REQUIREMENT:
Reproduce each entry below verbatim.

*** DATA LISTING Section Begins ***

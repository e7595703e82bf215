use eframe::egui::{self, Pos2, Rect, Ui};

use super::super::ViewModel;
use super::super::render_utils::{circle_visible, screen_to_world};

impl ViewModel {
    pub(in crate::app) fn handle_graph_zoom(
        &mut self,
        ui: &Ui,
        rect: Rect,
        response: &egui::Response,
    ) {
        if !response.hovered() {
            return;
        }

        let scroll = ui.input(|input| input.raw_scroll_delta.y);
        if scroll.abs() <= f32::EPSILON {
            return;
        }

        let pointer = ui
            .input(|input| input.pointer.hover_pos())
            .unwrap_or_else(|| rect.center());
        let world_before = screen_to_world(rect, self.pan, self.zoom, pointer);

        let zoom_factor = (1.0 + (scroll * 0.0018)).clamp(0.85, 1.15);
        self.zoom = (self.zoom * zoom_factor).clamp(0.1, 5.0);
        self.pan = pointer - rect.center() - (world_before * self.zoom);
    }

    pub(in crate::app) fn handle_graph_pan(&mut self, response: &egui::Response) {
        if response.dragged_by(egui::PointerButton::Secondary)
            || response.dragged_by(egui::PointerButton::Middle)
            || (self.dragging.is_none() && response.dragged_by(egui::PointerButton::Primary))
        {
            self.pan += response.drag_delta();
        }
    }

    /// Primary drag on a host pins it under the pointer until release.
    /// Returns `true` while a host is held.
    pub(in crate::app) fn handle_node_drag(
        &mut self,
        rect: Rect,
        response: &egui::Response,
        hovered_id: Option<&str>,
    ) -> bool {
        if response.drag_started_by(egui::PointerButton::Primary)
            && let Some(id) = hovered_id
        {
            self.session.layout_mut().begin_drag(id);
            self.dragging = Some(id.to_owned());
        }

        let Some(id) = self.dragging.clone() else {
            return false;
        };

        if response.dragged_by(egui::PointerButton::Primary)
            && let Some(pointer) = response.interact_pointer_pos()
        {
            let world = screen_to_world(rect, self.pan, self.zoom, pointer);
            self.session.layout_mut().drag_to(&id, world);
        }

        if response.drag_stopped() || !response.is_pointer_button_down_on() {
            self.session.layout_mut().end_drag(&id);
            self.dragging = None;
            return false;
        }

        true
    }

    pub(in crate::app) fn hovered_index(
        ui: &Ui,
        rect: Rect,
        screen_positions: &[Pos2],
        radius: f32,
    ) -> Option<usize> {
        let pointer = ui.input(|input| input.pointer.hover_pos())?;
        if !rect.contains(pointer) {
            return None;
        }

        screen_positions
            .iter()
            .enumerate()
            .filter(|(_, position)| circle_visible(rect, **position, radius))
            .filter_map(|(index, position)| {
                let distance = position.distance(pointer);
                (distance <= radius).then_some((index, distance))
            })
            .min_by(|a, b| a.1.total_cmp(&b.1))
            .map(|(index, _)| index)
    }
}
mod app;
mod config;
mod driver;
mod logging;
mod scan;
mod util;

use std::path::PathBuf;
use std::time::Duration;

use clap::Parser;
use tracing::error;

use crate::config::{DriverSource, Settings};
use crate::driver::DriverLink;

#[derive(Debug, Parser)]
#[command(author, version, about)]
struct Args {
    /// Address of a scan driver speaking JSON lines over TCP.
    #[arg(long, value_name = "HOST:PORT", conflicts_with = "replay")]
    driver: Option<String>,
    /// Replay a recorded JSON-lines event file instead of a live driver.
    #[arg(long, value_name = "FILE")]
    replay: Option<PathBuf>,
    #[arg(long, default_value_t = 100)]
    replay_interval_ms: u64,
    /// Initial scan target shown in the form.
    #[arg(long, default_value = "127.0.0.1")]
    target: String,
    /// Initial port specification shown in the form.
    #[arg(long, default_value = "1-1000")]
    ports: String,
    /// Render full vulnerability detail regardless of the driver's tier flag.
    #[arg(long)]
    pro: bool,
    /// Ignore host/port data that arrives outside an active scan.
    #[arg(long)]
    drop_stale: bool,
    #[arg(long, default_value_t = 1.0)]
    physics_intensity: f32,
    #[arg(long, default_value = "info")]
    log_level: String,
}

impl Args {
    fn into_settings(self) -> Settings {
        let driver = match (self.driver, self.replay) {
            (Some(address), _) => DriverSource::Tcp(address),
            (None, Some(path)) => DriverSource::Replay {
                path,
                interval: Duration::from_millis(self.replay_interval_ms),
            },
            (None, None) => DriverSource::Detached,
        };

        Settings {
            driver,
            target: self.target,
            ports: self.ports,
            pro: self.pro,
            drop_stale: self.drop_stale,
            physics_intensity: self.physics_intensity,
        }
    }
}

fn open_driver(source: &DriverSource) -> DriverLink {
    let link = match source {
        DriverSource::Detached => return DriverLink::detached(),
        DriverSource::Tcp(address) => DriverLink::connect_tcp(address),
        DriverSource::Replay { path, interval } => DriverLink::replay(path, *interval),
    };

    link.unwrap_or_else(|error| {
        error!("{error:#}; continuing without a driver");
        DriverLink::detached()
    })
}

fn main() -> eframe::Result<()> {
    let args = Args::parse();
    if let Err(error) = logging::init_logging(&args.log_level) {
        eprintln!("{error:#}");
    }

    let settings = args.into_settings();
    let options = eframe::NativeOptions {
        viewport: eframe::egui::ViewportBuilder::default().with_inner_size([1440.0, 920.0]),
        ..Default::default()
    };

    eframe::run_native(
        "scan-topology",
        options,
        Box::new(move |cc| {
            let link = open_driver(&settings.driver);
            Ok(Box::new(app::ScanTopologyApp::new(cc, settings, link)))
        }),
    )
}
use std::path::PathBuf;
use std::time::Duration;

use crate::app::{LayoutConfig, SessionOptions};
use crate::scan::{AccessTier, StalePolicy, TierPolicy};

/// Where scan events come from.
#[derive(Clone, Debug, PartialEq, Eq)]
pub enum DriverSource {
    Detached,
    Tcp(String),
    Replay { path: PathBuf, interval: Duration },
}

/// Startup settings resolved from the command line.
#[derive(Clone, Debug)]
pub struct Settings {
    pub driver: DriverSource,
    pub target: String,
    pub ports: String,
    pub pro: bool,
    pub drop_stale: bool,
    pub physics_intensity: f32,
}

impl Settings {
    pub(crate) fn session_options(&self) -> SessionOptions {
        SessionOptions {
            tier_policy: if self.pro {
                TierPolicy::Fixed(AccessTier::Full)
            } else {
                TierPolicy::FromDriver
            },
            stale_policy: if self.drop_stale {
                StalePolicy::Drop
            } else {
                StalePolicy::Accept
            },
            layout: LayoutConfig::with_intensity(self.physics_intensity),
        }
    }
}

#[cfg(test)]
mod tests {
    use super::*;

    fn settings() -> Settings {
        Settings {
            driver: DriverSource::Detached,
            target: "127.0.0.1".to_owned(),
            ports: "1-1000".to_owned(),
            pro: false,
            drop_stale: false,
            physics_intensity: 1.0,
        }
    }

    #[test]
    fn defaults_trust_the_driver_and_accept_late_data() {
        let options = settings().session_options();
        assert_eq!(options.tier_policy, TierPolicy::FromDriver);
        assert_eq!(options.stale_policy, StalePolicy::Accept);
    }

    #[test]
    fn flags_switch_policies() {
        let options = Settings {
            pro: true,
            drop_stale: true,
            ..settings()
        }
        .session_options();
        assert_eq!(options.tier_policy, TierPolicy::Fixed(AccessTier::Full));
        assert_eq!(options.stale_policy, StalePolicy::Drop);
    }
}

*** DATA LISTING Section Ends ***

RESULT OF THIS TASK:
repository e7595703e82bf215
use eframe::egui::{self, Pos2, Rect, Ui};

use super::super::ViewModel;
use super::super::render_utils::{circle_visible, screen_to_world};

impl ViewModel {
    pub(in crate::app) fn handle_graph_zoom(
        &mut self,
        ui: &Ui,
        rect: Rect,
        response: &egui::Response,
    ) {
        if !response.hovered() {
            return;
        }

        let scroll = ui.input(|input| input.raw_scroll_delta.y);
        if scroll.abs() <= f32::EPSILON {
            return;
        }

        let pointer = ui
            .input(|input| input.pointer.hover_pos())
            .unwrap_or_else(|| rect.center());
        let world_before = screen_to_world(rect, self.pan, self.zoom, pointer);

        let zoom_factor = (1.0 + (scroll * 0.0018)).clamp(0.85, 1.15);
        self.zoom = (self.zoom * zoom_factor).clamp(0.1, 5.0);
        self.pan = pointer - rect.center() - (world_before * self.zoom);
    }

    pub(in crate::app) fn handle_graph_pan(&mut self, response: &egui::Response) {
        if response.dragged_by(egui::PointerButton::Secondary)
            || response.dragged_by(egui::PointerButton::Middle)
            || (self.dragging.is_none() && response.dragged_by(egui::PointerButton::Primary))
        {
            self.pan += response.drag_delta();
        }
    }

    /// Primary drag on a host pins it under the pointer until release.
    /// Returns `true` while a host is held.
    pub(in crate::app) fn handle_node_drag(
        &mut self,
        rect: Rect,
        response: &egui::Response,
        hovered_id: Option<&str>,
    ) -> bool {
        if response.drag_started_by(egui::PointerButton::Primary)
            && let Some(id) = hovered_id
        {
            self.session.layout_mut().begin_drag(id);
            self.dragging = Some(id.to_owned());
        }

        let Some(id) = self.dragging.clone() else {
            return false;
        };

        if response.dragged_by(egui::PointerButton::Primary)
            && let Some(pointer) = response.interact_pointer_pos()
        {
            let world = screen_to_world(rect, self.pan, self.zoom, pointer);
            self.session.layout_mut().drag_to(&id, world);
        }

        if response.drag_stopped() || !response.is_pointer_button_down_on() {
            self.session.layout_mut().end_drag(&id);
            self.dragging = None;
            return false;
        }

        true
    }

    pub(in crate::app) fn hovered_index(
        ui: &Ui,
        rect: Rect,
        screen_positions: &[Pos2],
        radius: f32,
    ) -> Option<usize> {
        let pointer = ui.input(|input| input.pointer.hover_pos())?;
        if !rect.contains(pointer) {
            return None;
        }

        screen_positions
            .iter()
            .enumerate()
            .filter(|(_, position)| circle_visible(rect, **position, radius))
            .filter_map(|(index, position)| {
                let distance = position.distance(pointer);
                (distance <= radius).then_some((index, distance))
            })
            .min_by(|a, b| a.1.total_cmp(&b.1))
            .map(|(index, _)| index)
    }
}
mod app;
mod config;
mod driver;
mod logging;
mod scan;
mod util;

use std::path::PathBuf;
use std::time::Duration;

use clap::Parser;
use tracing::error;

use crate::config::{DriverSource, Settings};
use crate::driver::DriverLink;

#[derive(Debug, Parser)]
#[command(author, version, about)]
struct Args {
    /// Address of a scan driver speaking JSON lines over TCP.
    #[arg(long, value_name = "HOST:PORT", conflicts_with = "replay")]
    driver: Option<String>,
    /// Replay a recorded JSON-lines event file instead of a live driver.
    #[arg(long, value_name = "FILE")]
    replay: Option<PathBuf>,
    #[arg(long, default_value_t = 100)]
    replay_interval_ms: u64,
    /// Initial scan target shown in the form.
    #[arg(long, default_value = "127.0.0.1")]
    target: String,
    /// Initial port specification shown in the form.
    #[arg(long, default_value = "1-1000")]
    ports: String,
    /// Render full vulnerability detail regardless of the driver's tier flag.
    #[arg(long)]
    pro: bool,
    /// Ignore host/port data that arrives outside an active scan.
    #[arg(long)]
    drop_stale: bool,
    #[arg(long, default_value_t = 1.0)]
    physics_intensity: f32,
    #[arg(long, default_value = "info")]
    log_level: String,
}

impl Args {
    fn into_settings(self) -> Settings {
        let driver = match (self.driver, self.replay) {
            (Some(address), _) => DriverSource::Tcp(address),
            (None, Some(path)) => DriverSource::Replay {
                path,
                interval: Duration::from_millis(self.replay_interval_ms),
            },
            (None, None) => DriverSource::Detached,
        };

        Settings {
            driver,
            target: self.target,
            ports: self.ports,
            pro: self.pro,
            drop_stale: self.drop_stale,
            physics_intensity: self.physics_intensity,
        }
    }
}

fn open_driver(source: &DriverSource) -> DriverLink {
    let link = match source {
        DriverSource::Detached => return DriverLink::detached(),
        DriverSource::Tcp(address) => DriverLink::connect_tcp(address),
        DriverSource::Replay { path, interval } => DriverLink::replay(path, *interval),
    };

    link.unwrap_or_else(|error| {
        error!("{error:#}; continuing without a driver");
        DriverLink::detached()
    })
}

fn main() -> eframe::Result<()> {
    let args = Args::parse();
    if let Err(error) = logging::init_logging(&args.log_level) {
        eprintln!("{error:#}");
    }

    let settings = args.into_settings();
    let options = eframe::NativeOptions {
        viewport: eframe::egui::ViewportBuilder::default().with_inner_size([1440.0, 920.0]),
        ..Default::default()
    };

    eframe::run_native(
        "scan-topology",
        options,
        Box::new(move |cc| {
            let link = open_driver(&settings.driver);
            Ok(Box::new(app::ScanTopologyApp::new(cc, settings, link)))
        }),
    )
}
use std::path::PathBuf;
use std::time::Duration;

use crate::app::{LayoutConfig, SessionOptions};
use crate::scan::{AccessTier, StalePolicy, TierPolicy};

/// Where scan events come from.
#[derive(Clone, Debug, PartialEq, Eq)]
pub enum DriverSource {
    Detached,
    Tcp(String),
    Replay { path: PathBuf, interval: Duration },
}

/// Startup settings resolved from the command line.
#[derive(Clone, Debug)]
pub struct Settings {
    pub driver: DriverSource,
    pub target: String,
    pub ports: String,
    pub pro: bool,
    pub drop_stale: bool,
    pub physics_intensity: f32,
}

impl Settings {
    pub(crate) fn session_options(&self) -> SessionOptions {
        SessionOptions {
            tier_policy: if self.pro {
                TierPolicy::Fixed(AccessTier::Full)
            } else {
                TierPolicy::FromDriver
            },
            stale_policy: if self.drop_stale {
                StalePolicy::Drop
            } else {
                StalePolicy::Accept
            },
            layout: LayoutConfig::with_intensity(self.physics_intensity),
        }
    }
}

#[cfg(test)]
mod tests {
    use super::*;

    fn settings() -> Settings {
        Settings {
            driver: DriverSource::Detached,
            target: "127.0.0.1".to_owned(),
            ports: "1-1000".to_owned(),
            pro: false,
            drop_stale: false,
            physics_intensity: 1.0,
        }
    }

    #[test]
    fn defaults_trust_the_driver_and_accept_late_data() {
        let options = settings().session_options();
        assert_eq!(options.tier_policy, TierPolicy::FromDriver);
        assert_eq!(options.stale_policy, StalePolicy::Accept);
    }

    #[test]
    fn flags_switch_policies() {
        let options = Settings {
            pro: true,
            drop_stale: true,
            ..settings()
        }
        .session_options();
        assert_eq!(options.tier_policy, TierPolicy::Fixed(AccessTier::Full));
        assert_eq!(options.stale_policy, StalePolicy::Drop);
    }
}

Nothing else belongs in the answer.